/// Lifecycle of one arbitrated slot
#[derive(Debug, Clone, PartialEq, Eq)]
pub enum SlotState<K> {
    Idle,
    Pending { key: K, ticket: u64 },
}

impl<K> SlotState<K> {
    pub fn is_pending(&self) -> bool {
        matches!(self, SlotState::Pending { .. })
    }

    /// Key of the request the slot is waiting on
    pub fn key(&self) -> Option<&K> {
        match self {
            SlotState::Idle => None,
            SlotState::Pending { key, .. } => Some(key),
        }
    }

    pub fn ticket(&self) -> Option<u64> {
        match self {
            SlotState::Idle => None,
            SlotState::Pending { ticket, .. } => Some(*ticket),
        }
    }

    /// Get human-readable state name
    pub fn name(&self) -> &str {
        match self {
            Self::Idle => "Idle",
            Self::Pending { .. } => "Pending",
        }
    }
}

impl<K> Default for SlotState<K> {
    fn default() -> Self {
        Self::Idle
    }
}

- - - -

## WHAT TO PRODUCE
For every line above that holds the word "Some", report the whole line.

## ANSWER TO THIS EXERCISE
            SlotState::Pending { key, .. } => Some(key),
            SlotState::Pending { ticket, .. } => Some(*ticket),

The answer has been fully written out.